As primeiras milhas da via Appia foram exatamente aquilo que eu estava à espera.
O cartaz na parede no restaurante onde ontem jantamos com a fotografia da via era muito apelativo: a calçada Romana rodeada de ciprestes e pinheiros mansos, bucólica e idílica.
Cigarras cantantes, corvos que marcham desajeitados na erva seca, altos pinheiros mansos. O perfil montanhoso dos Apeninos ao longe. É assim o caminho.

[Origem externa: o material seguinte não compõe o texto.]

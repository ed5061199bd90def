use clap::{Parser, Subcommand};
use sourcegen_core::labels::LabelFormat;
use std::path::PathBuf;

#[derive(Parser)]
#[command(name = "sourcegen", version, about = "SourceGen settings and dialog CLI")]
pub struct Cli {
    /// Settings file (defaults to the per-user config directory)
    #[arg(long, global = true)]
    pub settings: Option<PathBuf>,
    /// Directory holding LegalStuff.txt and other shipped files
    #[arg(long, global = true)]
    pub runtime_data: Option<PathBuf>,
    /// Log debug output
    #[arg(short, long, global = true)]
    pub verbose: bool,
    #[command(subcommand)]
    pub command: Commands,
}

#[derive(Subcommand)]
pub enum Commands {
    Settings {
        #[command(subcommand)]
        command: SettingsCommands,
    },
    Labels {
        #[command(subcommand)]
        command: LabelsCommands,
    },
    VisSet {
        #[command(subcommand)]
        command: VisSetCommands,
    },
    About {
        /// Open the web site in the default browser
        #[arg(long)]
        web: bool,
    },
}

#[derive(Subcommand)]
pub enum SettingsCommands {
    List,
    Get { key: String },
    Set { key: String, value: String },
    Remove { key: String },
}

#[derive(Subcommand)]
pub enum LabelsCommands {
    /// Edit the label file options and save them
    Options {
        #[arg(long)]
        format: Option<LabelFormat>,
        #[arg(long)]
        include_auto: Option<bool>,
        /// Close the dialog without saving
        #[arg(long)]
        cancel: bool,
    },
    /// Write a label file for a symbol list using the saved options
    Generate {
        symbols: PathBuf,
        #[arg(long)]
        out: Option<PathBuf>,
    },
}

#[derive(Subcommand)]
pub enum VisSetCommands {
    /// Create or edit a visualization set. Edits are applied in the order
    /// label, remove, move-up, move-down, add.
    Edit {
        /// Set to edit; a new set is created if omitted or missing
        #[arg(long)]
        file: Option<PathBuf>,
        /// Where to write the result (defaults to --file, else stdout)
        #[arg(long)]
        out: Option<PathBuf>,
        #[arg(long)]
        label: Option<String>,
        /// Remove the item at this index; may be repeated
        #[arg(long)]
        remove: Vec<usize>,
        #[arg(long)]
        move_up: Option<usize>,
        #[arg(long)]
        move_down: Option<usize>,
        /// Append a visualization with this tag; may be repeated
        #[arg(long)]
        add: Vec<String>,
        #[arg(long, default_value = "bitmap")]
        generator: String,
        #[arg(long)]
        cancel: bool,
    },
}
pub mod format;
pub mod generator;

pub use format::{FormatSelector, LabelFormat};
pub use generator::{LabelFileGenerator, LabelGenOptions, Symbol, SymbolSource, UNIQUE_TAG_CHAR};

#[derive(thiserror::Error, Debug)]
pub enum LabelGenError {
    #[error("io error: {0}")]
    Io(#[from] std::io::Error),
    #[error("unknown label format '{0}'")]
    UnknownFormat(String),
}
use settings::AppSettings;
use sourcegen_core::dialogs::AboutBox;
use sourcegen_core::labels::LabelGenOptions;
use sourcegen_core::vis::VisualizationSet;
use std::path::Path;

pub fn print_info(message: &str) {
    println!("[SourceGen][INFO] {message}");
}

pub fn print_error(message: &str) {
    eprintln!("[SourceGen][ERROR]: {message}");
}

pub fn print_settings(settings: &AppSettings, path: Option<&Path>) {
    if let Some(path) = path {
        print_info(&format!("Settings file: {}", path.display()));
    }
    if settings.is_empty() {
        print_info("No settings stored");
    } else {
        print_info("Settings:");
        for (name, value) in settings.entries() {
            println!("{name}: {value}");
        }
    }
}

pub fn print_label_options(options: &LabelGenOptions) {
    print_info("Label file options:");
    println!("format: {} ({})", options.format, options.format.display_name());
    println!("include_auto_labels: {}", options.include_auto_labels);
}

pub fn print_vis_set(set: &VisualizationSet) {
    let items = if set.len() == 1 { "item" } else { "items" };
    print_info(&format!("{} - {} {}", set.label(), set.len(), items));
    for (index, vis) in set.into_iter().enumerate() {
        println!("[{index}] {} (#{}, {})", vis.tag(), vis.serial(), vis.generator());
    }
}

pub fn print_about(about: &AboutBox) {
    print_info(&format!("SourceGen v{}", about.program_version()));
    println!("{}", about.os_platform());
    if about.debug_notice_visible() {
        println!("Debug build: assertions are enabled");
    }
    println!();
    println!("{}", about.legal_text());
}
use log::LevelFilter;
use simple_logger::SimpleLogger;
use sourcegen_core::runtime_data::RuntimeData;
use std::path::PathBuf;

const APP_DIR_NAME: &str = "sourcegen";
const SETTINGS_FILE_NAME: &str = "settings.json";

/// `RUST_LOG` overrides the level chosen here.
pub fn init_logging(verbose: bool) -> Result<(), log::SetLoggerError> {
    let level = if verbose {
        LevelFilter::Debug
    } else {
        LevelFilter::Warn
    };
    SimpleLogger::new().with_level(level).env().init()
}

pub fn settings_path(flag: Option<PathBuf>) -> PathBuf {
    flag.unwrap_or_else(|| {
        dirs::config_dir()
            .unwrap_or_else(|| PathBuf::from("."))
            .join(APP_DIR_NAME)
            .join(SETTINGS_FILE_NAME)
    })
}

pub fn runtime_data(flag: Option<PathBuf>) -> RuntimeData {
    match flag {
        Some(dir) => RuntimeData::new(dir),
        None => RuntimeData::locate(),
    }
}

A via é património cultural de Itália e da humanidade. A Appia Antica foi a primeira e a mais importante estrada construída no Império Romano - a rainha das estradas. Ligava Roma a Cápua, na Campânia, tinha 212 km de extensão, demorava 5 a 6 dias a ser percorrida. Com a expansão do império para o Sul de Itália, expandiu-se a Brindisi. A nova Via Appia ficou com 587 km e a jornada completa levava 13 a 14 dias.
Começou a ser construída no séc. IV AC e foi terminada pelo imperador Trajano no séc. III AD.

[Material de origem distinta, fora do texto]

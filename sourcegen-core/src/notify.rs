use std::fmt;

pub type ListenerId = u64;

type Listener = Box<dyn FnMut(&str)>;

/// Tells interested observers that a named dialog field changed.
///
/// Listeners run synchronously, in subscription order, on the caller's thread.
#[derive(Default)]
pub struct PropertyNotifier {
    listeners: Vec<(ListenerId, Listener)>,
    next_id: ListenerId,
}

impl PropertyNotifier {
    pub fn new() -> Self {
        Self::default()
    }

    pub fn subscribe<F>(&mut self, listener: F) -> ListenerId
    where
        F: FnMut(&str) + 'static,
    {
        let id = self.next_id;
        self.next_id += 1;
        self.listeners.push((id, Box::new(listener)));
        id
    }

    pub fn unsubscribe(&mut self, id: ListenerId) -> bool {
        let before = self.listeners.len();
        self.listeners.retain(|(listener_id, _)| *listener_id != id);
        self.listeners.len() != before
    }

    pub fn notify(&mut self, property: &str) {
        for (_, listener) in self.listeners.iter_mut() {
            listener(property);
        }
    }

    pub fn listener_count(&self) -> usize {
        self.listeners.len()
    }
}

impl fmt::Debug for PropertyNotifier {
    fn fmt(&self, f: &mut fmt::Formatter<'_>) -> fmt::Result {
        f.debug_struct("PropertyNotifier")
            .field("listeners", &self.listener_count())
            .finish()
    }
}
pub mod dialog;
pub mod dialogs;
pub mod labels;
pub mod notify;
pub mod runtime_data;
pub mod store;
pub mod vis;

pub use dialog::{run_editor, Dialog, DialogOutcome, DialogSession, DialogState};
pub use store::SettingsStore;
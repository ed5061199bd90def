//! Completion protocol shared by the editor dialogs.
//!
//! A dialog starts `Open` and ends in exactly one of `Accepted` or
//! `Cancelled`. The result only exists inside [`DialogOutcome::Accepted`], so
//! a caller cannot read it without first learning that the dialog was
//! accepted. A session is single-use; editing again needs a new dialog.

use std::fmt;

/// An editor whose confirm action validates its fields and builds a result.
pub trait Dialog {
    type Output;
    type Rejection: fmt::Debug + fmt::Display;

    /// Validates the current fields. `Err` keeps the dialog open.
    fn confirm(&mut self) -> Result<Self::Output, Self::Rejection>;
}

#[derive(Debug, Clone, PartialEq, Eq)]
pub enum DialogOutcome<T> {
    Accepted(T),
    Cancelled,
}

impl<T> DialogOutcome<T> {
    pub fn is_accepted(&self) -> bool {
        matches!(self, DialogOutcome::Accepted(_))
    }

    pub fn is_cancelled(&self) -> bool {
        matches!(self, DialogOutcome::Cancelled)
    }

    pub fn accepted(self) -> Option<T> {
        match self {
            DialogOutcome::Accepted(value) => Some(value),
            DialogOutcome::Cancelled => None,
        }
    }

    pub fn map<U, F>(self, f: F) -> DialogOutcome<U>
    where
        F: FnOnce(T) -> U,
    {
        match self {
            DialogOutcome::Accepted(value) => DialogOutcome::Accepted(f(value)),
            DialogOutcome::Cancelled => DialogOutcome::Cancelled,
        }
    }
}

#[derive(Debug, Clone, Copy, PartialEq, Eq)]
pub enum DialogState {
    Open,
    Accepted,
    Cancelled,
}

impl DialogState {
    pub fn is_terminal(self) -> bool {
        !matches!(self, DialogState::Open)
    }
}

#[derive(thiserror::Error, Debug, Clone, Copy, PartialEq, Eq)]
pub enum DialogError {
    #[error("dialog is already closed")]
    Closed,
}

#[derive(thiserror::Error, Debug, PartialEq, Eq)]
pub enum ConfirmError<R>
where
    R: fmt::Debug + fmt::Display,
{
    #[error("dialog is already closed")]
    Closed,
    #[error("{0}")]
    Rejected(R),
}

pub struct DialogSession<D: Dialog> {
    dialog: D,
    state: DialogState,
    output: Option<D::Output>,
}

impl<D: Dialog> DialogSession<D> {
    pub fn open(dialog: D) -> Self {
        Self {
            dialog,
            state: DialogState::Open,
            output: None,
        }
    }

    pub fn state(&self) -> DialogState {
        self.state
    }

    pub fn dialog(&self) -> &D {
        &self.dialog
    }

    pub fn dialog_mut(&mut self) -> &mut D {
        &mut self.dialog
    }

    pub fn confirm(&mut self) -> Result<(), ConfirmError<D::Rejection>> {
        if self.state.is_terminal() {
            return Err(ConfirmError::Closed);
        }
        match self.dialog.confirm() {
            Ok(output) => {
                self.output = Some(output);
                self.state = DialogState::Accepted;
                Ok(())
            }
            Err(rejection) => {
                log::debug!("Dialog input rejected: {rejection}");
                Err(ConfirmError::Rejected(rejection))
            }
        }
    }

    pub fn cancel(&mut self) -> Result<(), DialogError> {
        if self.state.is_terminal() {
            return Err(DialogError::Closed);
        }
        self.state = DialogState::Cancelled;
        Ok(())
    }

    /// Ends the session. A session that is still open was closed without
    /// confirming, which counts as a cancel.
    pub fn finish(self) -> DialogOutcome<D::Output> {
        match (self.state, self.output) {
            (DialogState::Accepted, Some(output)) => DialogOutcome::Accepted(output),
            _ => DialogOutcome::Cancelled,
        }
    }
}

/// Opens `dialog`, lets `drive` edit and confirm or cancel it, and returns the
/// terminal outcome.
pub fn run_editor<D, F>(dialog: D, drive: F) -> DialogOutcome<D::Output>
where
    D: Dialog,
    F: FnOnce(&mut DialogSession<D>),
{
    let mut session = DialogSession::open(dialog);
    drive(&mut session);
    let outcome = session.finish();
    log::info!(
        "Dialog {}",
        if outcome.is_accepted() {
            "accepted"
        } else {
            "cancelled"
        }
    );
    outcome
}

Pavimentada com lajes de basalto, basoli, e largura de 4, 15 metros, de forma a permitir a passagem de duas carruagens em sentidos contrários. Havia estações de 10 em 10 km nos troços mais frequentados e de 17 em 17 km nos menos frequentados para troca de cavalo e descanso dos viajantes.
Alugamos bicicleta no Punto Informativo Appia Antica e fizemos as 4 milhas (6,5 Km) iniciais do trajeto. A via está pejada de vestígios. Cada quilómetro conta histórias do império, de rituais religiosos praticados nos templos que ladeavam a estrada, de oferendas a Cibele, a Deusa Mãe, simbolizando a fertilidade da natureza. Sepultavam-se os nobres romanos ao longo da via, cada lápide e mausoléu assinala o descanso final de um patrício ou família. Passamos nas Catacumbas de São Calisto onde foram sepultados os primeiros papas. Percorrer a Via é como percorrer a história do império Romano.

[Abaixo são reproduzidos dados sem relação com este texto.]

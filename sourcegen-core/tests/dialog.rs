use sourcegen_core::dialog::{ConfirmError, DialogError};
use sourcegen_core::{run_editor, Dialog, DialogOutcome, DialogSession, DialogState};

/// Accepts any name of at least three characters.
struct NameDialog {
    name: String,
    confirms: usize,
}

impl NameDialog {
    fn new(name: &str) -> Self {
        Self {
            name: name.to_string(),
            confirms: 0,
        }
    }
}

impl Dialog for NameDialog {
    type Output = String;
    type Rejection = String;

    fn confirm(&mut self) -> Result<String, String> {
        self.confirms += 1;
        if self.name.len() < 3 {
            Err(format!("'{}' is too short", self.name))
        } else {
            Ok(self.name.clone())
        }
    }
}

#[test]
fn cancel_before_confirm_is_cancelled() {
    let outcome = run_editor(NameDialog::new("valid name"), |session| {
        session.cancel().unwrap();
    });
    assert_eq!(outcome, DialogOutcome::Cancelled);
}

#[test]
fn closing_without_action_is_cancelled() {
    let outcome = run_editor(NameDialog::new("valid name"), |_| {});
    assert!(outcome.is_cancelled());
    assert_eq!(outcome.accepted(), None);
}

#[test]
fn valid_confirm_is_accepted() {
    let outcome = run_editor(NameDialog::new("abc"), |session| {
        session.confirm().unwrap();
    });
    assert_eq!(outcome, DialogOutcome::Accepted("abc".to_string()));
}

#[test]
fn rejected_confirm_stays_open() {
    let mut session = DialogSession::open(NameDialog::new("ab"));
    let err = session.confirm().unwrap_err();
    assert_eq!(err, ConfirmError::Rejected("'ab' is too short".to_string()));
    assert_eq!(err.to_string(), "'ab' is too short");
    assert_eq!(session.state(), DialogState::Open);

    session.dialog_mut().name = "abcd".to_string();
    session.confirm().unwrap();
    assert_eq!(session.state(), DialogState::Accepted);
    assert_eq!(session.dialog().confirms, 2);
    assert_eq!(session.finish().accepted(), Some("abcd".to_string()));
}

#[test]
fn rejected_then_closed_is_cancelled() {
    let outcome = run_editor(NameDialog::new("x"), |session| {
        assert!(session.confirm().is_err());
    });
    assert!(outcome.is_cancelled());
}

#[test]
fn terminal_states_refuse_further_actions() {
    let mut accepted = DialogSession::open(NameDialog::new("abc"));
    accepted.confirm().unwrap();
    assert_eq!(accepted.confirm(), Err(ConfirmError::Closed));
    assert_eq!(accepted.cancel(), Err(DialogError::Closed));
    assert_eq!(accepted.state(), DialogState::Accepted);
    assert_eq!(accepted.dialog().confirms, 1);

    let mut cancelled = DialogSession::open(NameDialog::new("abc"));
    cancelled.cancel().unwrap();
    assert_eq!(cancelled.confirm(), Err(ConfirmError::Closed));
    assert_eq!(cancelled.dialog().confirms, 0);
    assert!(cancelled.state().is_terminal());
    assert!(cancelled.finish().is_cancelled());
}

#[test]
fn outcome_map() {
    let outcome = DialogOutcome::Accepted(2).map(|v| v * 10);
    assert_eq!(outcome, DialogOutcome::Accepted(20));
    let cancelled: DialogOutcome<i32> = DialogOutcome::Cancelled;
    assert_eq!(cancelled.map(|v| v * 10), DialogOutcome::Cancelled);
}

As alamedas de terra ladeadas de ciprestes que levam a uma villa de tijolos vermelhos ainda existem. Os prados adjacentes estão cuidados. Não há espécies exóticas. A intervenção humana manteve as similitudes. Fazer estes quilómetros foi fascinante, um mergulho na história e num tempo diferente, sentindo o privilégio de estar em contacto e ver a natureza como era há 2000 anos atrás, ouvindo os mesmos sons das cigarras, tendo o mesmo calor e refrescando-me na mesma água fresca das fontes do caminho.
Eugénio de Andrade escreveu um curto poema, "Roma", dedicado à Via Appia. Do livro Escrita da Terra, ei-lo:
Era no Verão ao fim da tarde,
como Adriano ou Virgílio ou Marco Aurélio
entrava em Roma pela via Ápia
e por Antínoo e todo o amor da terra
juro que vi a luz tornar-se pedra
Tal como Eugénio de Andrade, os imperadores Romanos, e numa quente tarde de verão, também hoje entrei em Roma pela via Appia.